Your response should consist solely of the records, written out exactly.

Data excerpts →
▼
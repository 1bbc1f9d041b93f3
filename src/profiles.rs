//! Release profiles: logging settings baked into an archive as
//! `init_settings.toml`, plus optional specification-field overrides.

use serde::{Deserialize, Serialize};
use std::collections::BTreeMap;
use std::fmt;
use std::str::FromStr;

pub const INIT_SETTINGS_FILENAME: &str = "init_settings.toml";

#[derive(Debug, Clone, Copy, Eq, PartialEq, Serialize, Deserialize)]
#[serde(rename_all = "lowercase")]
pub enum LogLevel {
    Debug,
    Info,
    Warning,
    Error,
    Critical,
}

/// Settings available to the extension from before `register()` is called.
///
/// Options are deliberately limited to logging configuration; extensions must
/// explicitly load `init_settings.toml` and apply the fields themselves.
#[derive(Debug, Clone, PartialEq, Serialize, Deserialize)]
pub struct ReleaseProfile {
    pub use_log_file: bool,
    pub log_file_name: String,
    pub log_file_level: LogLevel,
    pub use_log_console: bool,
    pub log_console_level: LogLevel,
    /// Specification fields replaced after construction, keyed by field name.
    #[serde(default, skip_serializing)]
    pub overrides: BTreeMap<String, toml::Value>,
}

impl ReleaseProfile {
    /// The `init_settings.toml` contents for this profile.
    pub fn export_init_settings(&self) -> anyhow::Result<String> {
        Ok(toml::to_string(self)?)
    }
}

/// The standard profiles every project can select without defining anything.
#[derive(Debug, Clone, Copy, Eq, PartialEq)]
pub enum StandardReleaseProfile {
    Test,
    Dev,
    Release,
    ReleaseDebug,
}

impl StandardReleaseProfile {
    pub const ALL: [StandardReleaseProfile; 4] = [
        StandardReleaseProfile::Test,
        StandardReleaseProfile::Dev,
        StandardReleaseProfile::Release,
        StandardReleaseProfile::ReleaseDebug,
    ];

    pub fn release_profile(self) -> ReleaseProfile {
        let log_file_name = "addon.log".to_string();
        match self {
            StandardReleaseProfile::Test
            | StandardReleaseProfile::Dev
            | StandardReleaseProfile::ReleaseDebug => ReleaseProfile {
                use_log_file: true,
                log_file_name,
                log_file_level: LogLevel::Debug,
                use_log_console: true,
                log_console_level: LogLevel::Info,
                overrides: BTreeMap::new(),
            },
            StandardReleaseProfile::Release => ReleaseProfile {
                use_log_file: false,
                log_file_name,
                log_file_level: LogLevel::Debug,
                use_log_console: true,
                log_console_level: LogLevel::Warning,
                overrides: BTreeMap::new(),
            },
        }
    }
}

impl fmt::Display for StandardReleaseProfile {
    fn fmt(&self, f: &mut fmt::Formatter) -> fmt::Result {
        f.write_str(match self {
            StandardReleaseProfile::Test => "test",
            StandardReleaseProfile::Dev => "dev",
            StandardReleaseProfile::Release => "release",
            StandardReleaseProfile::ReleaseDebug => "release-debug",
        })
    }
}

impl FromStr for StandardReleaseProfile {
    type Err = ();

    fn from_str(s: &str) -> Result<Self, Self::Err> {
        match s {
            "test" => Ok(StandardReleaseProfile::Test),
            "dev" => Ok(StandardReleaseProfile::Dev),
            "release" => Ok(StandardReleaseProfile::Release),
            "release-debug" => Ok(StandardReleaseProfile::ReleaseDebug),
            _ => Err(()),
        }
    }
}
impl fmt::Display for VendoringConflictReport {
    fn fmt(&self, f: &mut fmt::Formatter) -> fmt::Result {
        for conflict in &self.conflicts {
            writeln!(
                f,
                "Requested version of {} conflicts with the vendored site-packages of Blender {}:",
                conflict.name, self.bl_version,
            )?;
            for vendored in &conflict.vendored {
                writeln!(
                    f,
                    "  Provided by Blender {}: {}=={}",
                    self.bl_version, conflict.name, vendored,
                )?;
            }
            writeln!(f, "  Requested: {}=={}", conflict.name, conflict.requested)?;
        }
        Ok(())
    }
}

/// The whole dependency graph plus the constraint overrides the project may
/// declare on top of the per-version defaults.
#[derive(Debug, Clone, Default)]
pub struct DepGraph {
    nodes: Vec<PyDep>,
    edges: Vec<Edge>,
    targets: Vec<Target>,

    pub min_glibc_version: Option<(u16, u16)>,
    pub min_macos_version: Option<(u16, u16)>,
    pub valid_python_tags: Option<BTreeSet<String>>,
    pub valid_abi_tags: Option<BTreeSet<String>>,
}
/// A fully parsed, validated extension specification. Immutable once built;
/// all derived views live on [`BuildPlan`].
#[derive(Debug, Clone)]
pub struct BLExtSpec {
    pub id: String,
    /// Pretty, user-facing name.
    pub name: String,
    pub version: String,
    pub tagline: String,
    pub maintainer: Option<String>,
    /// `SPDX:<license-id>`.
    pub license: String,
    pub blender_version_min: (u32, u32, u32),
    pub blender_version_max: Option<(u32, u32, u32)>,
    pub permissions: BTreeMap<Permission, String>,
    pub copyright: Vec<String>,
    pub tags: Option<BTreeSet<String>>,
    pub website: Option<String>,

    pub granular_bl_platforms: BTreeSet<BLPlatform>,
    pub deps: DepGraph,
    pub release_profile: Option<ReleaseProfile>,
    pub source: ExtensionSource,
    pub path_descriptor: PathBuf,
    pub path_lockfile: PathBuf,
}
▲
EXERCISE SOLUTION →
repository 1bbc1f9d041b93f3
filename src/profiles.rs
//! Release profiles: logging settings baked into an archive as
//! `init_settings.toml`, plus optional specification-field overrides.

use serde::{Deserialize, Serialize};
use std::collections::BTreeMap;
use std::fmt;
use std::str::FromStr;

pub const INIT_SETTINGS_FILENAME: &str = "init_settings.toml";

#[derive(Debug, Clone, Copy, Eq, PartialEq, Serialize, Deserialize)]
#[serde(rename_all = "lowercase")]
pub enum LogLevel {
    Debug,
    Info,
    Warning,
    Error,
    Critical,
}

/// Settings available to the extension from before `register()` is called.
///
/// Options are deliberately limited to logging configuration; extensions must
/// explicitly load `init_settings.toml` and apply the fields themselves.
#[derive(Debug, Clone, PartialEq, Serialize, Deserialize)]
pub struct ReleaseProfile {
    pub use_log_file: bool,
    pub log_file_name: String,
    pub log_file_level: LogLevel,
    pub use_log_console: bool,
    pub log_console_level: LogLevel,
    /// Specification fields replaced after construction, keyed by field name.
    #[serde(default, skip_serializing)]
    pub overrides: BTreeMap<String, toml::Value>,
}

impl ReleaseProfile {
    /// The `init_settings.toml` contents for this profile.
    pub fn export_init_settings(&self) -> anyhow::Result<String> {
        Ok(toml::to_string(self)?)
    }
}

/// The standard profiles every project can select without defining anything.
#[derive(Debug, Clone, Copy, Eq, PartialEq)]
pub enum StandardReleaseProfile {
    Test,
    Dev,
    Release,
    ReleaseDebug,
}

impl StandardReleaseProfile {
    pub const ALL: [StandardReleaseProfile; 4] = [
        StandardReleaseProfile::Test,
        StandardReleaseProfile::Dev,
        StandardReleaseProfile::Release,
        StandardReleaseProfile::ReleaseDebug,
    ];

    pub fn release_profile(self) -> ReleaseProfile {
        let log_file_name = "addon.log".to_string();
        match self {
            StandardReleaseProfile::Test
            | StandardReleaseProfile::Dev
            | StandardReleaseProfile::ReleaseDebug => ReleaseProfile {
                use_log_file: true,
                log_file_name,
                log_file_level: LogLevel::Debug,
                use_log_console: true,
                log_console_level: LogLevel::Info,
                overrides: BTreeMap::new(),
            },
            StandardReleaseProfile::Release => ReleaseProfile {
                use_log_file: false,
                log_file_name,
                log_file_level: LogLevel::Debug,
                use_log_console: true,
                log_console_level: LogLevel::Warning,
                overrides: BTreeMap::new(),
            },
        }
    }
}

impl fmt::Display for StandardReleaseProfile {
    fn fmt(&self, f: &mut fmt::Formatter) -> fmt::Result {
        f.write_str(match self {
            StandardReleaseProfile::Test => "test",
            StandardReleaseProfile::Dev => "dev",
            StandardReleaseProfile::Release => "release",
            StandardReleaseProfile::ReleaseDebug => "release-debug",
        })
    }
}

impl FromStr for StandardReleaseProfile {
    type Err = ();

    fn from_str(s: &str) -> Result<Self, Self::Err> {
        match s {
            "test" => Ok(StandardReleaseProfile::Test),
            "dev" => Ok(StandardReleaseProfile::Dev),
            "release" => Ok(StandardReleaseProfile::Release),
            "release-debug" => Ok(StandardReleaseProfile::ReleaseDebug),
            _ => Err(()),
        }
    }
}
impl fmt::Display for VendoringConflictReport {
    fn fmt(&self, f: &mut fmt::Formatter) -> fmt::Result {
        for conflict in &self.conflicts {
            writeln!(
                f,
                "Requested version of {} conflicts with the vendored site-packages of Blender {}:",
                conflict.name, self.bl_version,
            )?;
            for vendored in &conflict.vendored {
                writeln!(
                    f,
                    "  Provided by Blender {}: {}=={}",
                    self.bl_version, conflict.name, vendored,
                )?;
            }
            writeln!(f, "  Requested: {}=={}", conflict.name, conflict.requested)?;
        }
        Ok(())
    }
}

/// The whole dependency graph plus the constraint overrides the project may
/// declare on top of the per-version defaults.
#[derive(Debug, Clone, Default)]
pub struct DepGraph {
    nodes: Vec<PyDep>,
    edges: Vec<Edge>,
    targets: Vec<Target>,

    pub min_glibc_version: Option<(u16, u16)>,
    pub min_macos_version: Option<(u16, u16)>,
    pub valid_python_tags: Option<BTreeSet<String>>,
    pub valid_abi_tags: Option<BTreeSet<String>>,
}
/// A fully parsed, validated extension specification. Immutable once built;
/// all derived views live on [`BuildPlan`].
#[derive(Debug, Clone)]
pub struct BLExtSpec {
    pub id: String,
    /// Pretty, user-facing name.
    pub name: String,
    pub version: String,
    pub tagline: String,
    pub maintainer: Option<String>,
    /// `SPDX:<license-id>`.
    pub license: String,
    pub blender_version_min: (u32, u32, u32),
    pub blender_version_max: Option<(u32, u32, u32)>,
    pub permissions: BTreeMap<Permission, String>,
    pub copyright: Vec<String>,
    pub tags: Option<BTreeSet<String>>,
    pub website: Option<String>,

    pub granular_bl_platforms: BTreeSet<BLPlatform>,
    pub deps: DepGraph,
    pub release_profile: Option<ReleaseProfile>,
    pub source: ExtensionSource,
    pub path_descriptor: PathBuf,
    pub path_lockfile: PathBuf,
}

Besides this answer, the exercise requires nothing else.